BEGIN

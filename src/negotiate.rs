use crate::accept::AcceptedEncodings;
use crate::registry::CodecRegistry;
use std::cmp::Ordering;

/// Whose ranking decides between several acceptable codings.
#[derive(Debug, Clone, Copy, Default, PartialEq, Eq)]
pub enum Preference {
    /// Highest server priority wins; client quality only accepts or rejects.
    #[default]
    Server,
    /// Highest client quality wins; server priority breaks ties.
    Client,
}

/// A coding both sides can use.
#[derive(Debug, Clone, Copy, PartialEq)]
pub struct Common {
    /// Index into the [`CodecRegistry`].
    pub index: usize,
    /// Quality the client assigned, explicitly or through `*`.
    pub quality: f32,
    /// Server priority of the registration.
    pub priority: i32,
}

/// Codings acceptable to the client that the server can produce.
#[derive(Debug, Clone, Default, PartialEq)]
pub struct CommonEncodings {
    entries: Vec<Common>,
}

impl CommonEncodings {
    /// Picks one coding according to `preference`, or `None` when nothing is
    /// acceptable.
    pub fn select(&self, preference: Preference) -> Option<usize> {
        // max_by keeps the last of equal elements; iterate in reverse so the
        // earliest registration wins ties.
        let best = match preference {
            Preference::Server => self
                .entries
                .iter()
                .rev()
                .max_by_key(|c| c.priority),
            Preference::Client => self.entries.iter().rev().max_by(|a, b| {
                a.quality
                    .partial_cmp(&b.quality)
                    .unwrap_or(Ordering::Equal)
                    .then(a.priority.cmp(&b.priority))
            }),
        };
        best.map(|c| c.index)
    }

    /// Iterates in registration order.
    pub fn iter(&self) -> impl Iterator<Item = &Common> {
        self.entries.iter()
    }

    /// Returns `true` if no coding is shared.
    pub fn is_empty(&self) -> bool {
        self.entries.is_empty()
    }

    /// Number of shared codings.
    pub fn len(&self) -> usize {
        self.entries.len()
    }
}

/// Intersects the client's accepted codings with the registry.
///
/// A coding is acceptable if the client lists it, or lists `*`, with a
/// non-zero quality. An explicit `q=0` rejects the coding even when `*` would
/// accept it.
pub fn negotiate(accepted: &AcceptedEncodings, registry: &CodecRegistry) -> CommonEncodings {
    let wildcard = accepted.wildcard();
    let entries = registry
        .iter()
        .enumerate()
        .filter_map(|(index, registration)| {
            let quality = accepted.get(registration.token()).or(wildcard)?;
            (quality > 0.0).then_some(Common {
                index,
                quality,
                priority: registration.priority(),
            })
        })
        .collect();
    CommonEncodings { entries }
}

#[cfg(test)]
mod tests {
    use super::*;
    use crate::codec::{Encoder, EncoderProvider};
    use bytes::BytesMut;
    use std::io;
    use std::sync::Arc;

    struct Noop;

    impl Encoder for Noop {
        fn encode(&mut self, input: &[u8], output: &mut BytesMut) -> io::Result<()> {
            output.extend_from_slice(input);
            Ok(())
        }
        fn flush(&mut self, _output: &mut BytesMut) -> io::Result<()> {
            Ok(())
        }
        fn finish(&mut self, _output: &mut BytesMut) -> io::Result<()> {
            Ok(())
        }
        fn reset(&mut self) {}
    }

    fn registry(codecs: &[(&str, i32)]) -> CodecRegistry {
        let mut registry = CodecRegistry::new();
        for &(token, priority) in codecs {
            let provider: Arc<dyn EncoderProvider> =
                Arc::new(|| Box::new(Noop) as Box<dyn Encoder>);
            registry.register(token, priority, provider, None).unwrap();
        }
        registry
    }

    fn choose(header: &str, registry: &CodecRegistry, preference: Preference) -> Option<String> {
        let common = negotiate(&AcceptedEncodings::parse(header), registry);
        common
            .select(preference)
            .and_then(|i| registry.entry(i))
            .map(|r| r.token().to_owned())
    }

    #[test]
    fn test_server_preference_ranks_by_priority() {
        let registry = registry(&[("gzip", 0), ("br", 1)]);
        assert_eq!(
            choose("gzip;q=0.5, br;q=0.8", &registry, Preference::Server).as_deref(),
            Some("br")
        );
        assert_eq!(
            choose("gzip;q=1.0, br;q=0.1", &registry, Preference::Server).as_deref(),
            Some("br")
        );
    }

    #[test]
    fn test_client_preference_ranks_by_quality() {
        let registry = registry(&[("gzip", 0), ("br", 1)]);
        assert_eq!(
            choose("gzip;q=1.0, br;q=0.1", &registry, Preference::Client).as_deref(),
            Some("gzip")
        );
        // equal quality falls back to priority
        assert_eq!(
            choose("gzip, br", &registry, Preference::Client).as_deref(),
            Some("br")
        );
    }

    #[test]
    fn test_ties_broken_by_registration_order() {
        let registry = registry(&[("zstd", 1), ("gzip", 1)]);
        assert_eq!(
            choose("gzip, zstd", &registry, Preference::Server).as_deref(),
            Some("zstd")
        );
        assert_eq!(
            choose("gzip, zstd", &registry, Preference::Client).as_deref(),
            Some("zstd")
        );
    }

    #[test]
    fn test_explicit_zero_overrides_wildcard() {
        let registry = registry(&[("gzip", 0), ("br", 1)]);
        assert_eq!(
            choose("*;q=0.5, br;q=0", &registry, Preference::Server).as_deref(),
            Some("gzip")
        );
        assert_eq!(choose("*, br;q=0, gzip;q=0", &registry, Preference::Client), None);
    }

    #[test]
    fn test_wildcard_accepts_unlisted() {
        let registry = registry(&[("gzip", 0), ("br", 1)]);
        let common = negotiate(&AcceptedEncodings::parse("*"), &registry);
        assert_eq!(common.len(), 2);
        assert_eq!(
            choose("*;q=0", &registry, Preference::Server),
            None,
            "a rejecting wildcard accepts nothing"
        );
    }

    #[test]
    fn test_no_header_means_identity_only() {
        let registry = registry(&[("gzip", 0)]);
        assert!(negotiate(&AcceptedEncodings::parse(""), &registry).is_empty());
        assert_eq!(choose("identity", &registry, Preference::Server), None);
    }

    #[test]
    fn test_unsupported_codings_are_ignored() {
        let registry = registry(&[("gzip", 0)]);
        assert_eq!(choose("compress, sdch", &registry, Preference::Server), None);
    }

    #[test]
    fn test_chosen_is_always_registered() {
        let registry = registry(&[("gzip", 0), ("br", 1), ("zstd", 2)]);
        let headers = [
            "",
            "*",
            "gzip",
            "deflate, compress",
            "br;q=0.2, gzip;q=0.9, *;q=0",
            "zstd;q=0, *",
            ",,;q=1",
        ];
        for header in headers {
            for preference in [Preference::Server, Preference::Client] {
                if let Some(token) = choose(header, &registry, preference) {
                    assert!(registry.get(&token).is_some(), "{header:?} chose {token}");
                }
            }
        }
    }

    #[test]
    fn test_policies_agree_when_orders_agree() {
        let registry = registry(&[("gzip", 0), ("br", 1)]);
        let header = "gzip;q=0.4, br;q=0.9";
        assert_eq!(
            choose(header, &registry, Preference::Server),
            choose(header, &registry, Preference::Client)
        );
    }
}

END

### Exercise objective
What is needed is every line from the beginning of the data up to and including the line with "pub struct CommonEncodings", given again word for word.

### Finished task
filename src/negotiate.rs
use crate::accept::AcceptedEncodings;
use crate::registry::CodecRegistry;
use std::cmp::Ordering;

/// Whose ranking decides between several acceptable codings.
#[derive(Debug, Clone, Copy, Default, PartialEq, Eq)]
pub enum Preference {
    /// Highest server priority wins; client quality only accepts or rejects.
    #[default]
    Server,
    /// Highest client quality wins; server priority breaks ties.
    Client,
}

/// A coding both sides can use.
#[derive(Debug, Clone, Copy, PartialEq)]
pub struct Common {
    /// Index into the [`CodecRegistry`].
    pub index: usize,
    /// Quality the client assigned, explicitly or through `*`.
    pub quality: f32,
    /// Server priority of the registration.
    pub priority: i32,
}

/// Codings acceptable to the client that the server can produce.
#[derive(Debug, Clone, Default, PartialEq)]
pub struct CommonEncodings {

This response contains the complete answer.